Stored records:
use chrono::{DateTime, Utc};
use serde::{Deserialize, Serialize};
use uuid::Uuid;

use crate::models::booking::Booking;
use crate::models::geo::{GeoPoint, GeoRegion};
use crate::models::service::ServiceRecord;

#[derive(Debug, Clone, Copy, Serialize, Deserialize, PartialEq, Eq, PartialOrd, Ord)]
#[serde(rename_all = "snake_case")]
pub enum SessionMode {
    None,
    Picking,
    InTransit,
}

#[derive(Debug, Clone, Copy, Serialize, Deserialize, PartialEq, Eq)]
#[serde(rename_all = "snake_case")]
pub enum ControllerState {
    NoSession,
    Picking,
    InTransit,
    TransitioningToInTransit,
    Completed,
}

impl ControllerState {
    pub fn mode(&self) -> SessionMode {
        match self {
            ControllerState::Picking | ControllerState::TransitioningToInTransit => {
                SessionMode::Picking
            }
            ControllerState::InTransit | ControllerState::Completed => SessionMode::InTransit,
            ControllerState::NoSession => SessionMode::None,
        }
    }
}

#[derive(Debug, Clone, Copy, Serialize, Deserialize, PartialEq, Eq)]
#[serde(rename_all = "snake_case")]
pub enum MarkerKind {
    Farmer,
    Buyer,
    Device,
}

#[derive(Debug, Clone, Serialize, Deserialize, PartialEq)]
pub struct MapMarker {
    pub kind: MarkerKind,
    pub user_id: Option<String>,
    pub point: GeoPoint,
    pub label: String,
    /// Distance from the device position, when known.
    pub distance_km: Option<f64>,
}

#[derive(Debug, Clone, Default, Serialize, Deserialize, PartialEq)]
pub struct MapView {
    pub region: Option<GeoRegion>,
    pub markers: Vec<MapMarker>,
    /// Stops in visiting order; drawn as a polyline once it has two points.
    pub route: Vec<GeoPoint>,
    pub route_length_km: f64,
}

#[derive(Debug, Clone, Serialize, Deserialize)]
pub struct DeliverySession {
    pub session_id: Uuid,
    pub transporter_id: String,
    pub mode: SessionMode,
    pub state: ControllerState,
    pub service: ServiceRecord,
    pub bookings: Vec<Booking>,
    pub region: Option<GeoRegion>,
    pub map: MapView,
    /// Sequence number of the poll this session state was derived from.
    pub poll_seq: u64,
    pub updated_at: DateTime<Utc>,
}

impl DeliverySession {
    pub fn booking(&self, booking_id: &str) -> Option<&Booking> {
        self.bookings.iter().find(|b| b.booking_id == booking_id)
    }

    pub fn all_bookings_completed(&self) -> bool {
        !self.bookings.is_empty() && self.bookings.iter().all(Booking::is_completed)
    }
}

TASK TO CARRY OUT
Reading through the records above, report each line in which the string "crate" is found.

TASK ANSWER
use crate::models::booking::Booking;
use crate::models::geo::{GeoPoint, GeoRegion};
use crate::models::service::ServiceRecord;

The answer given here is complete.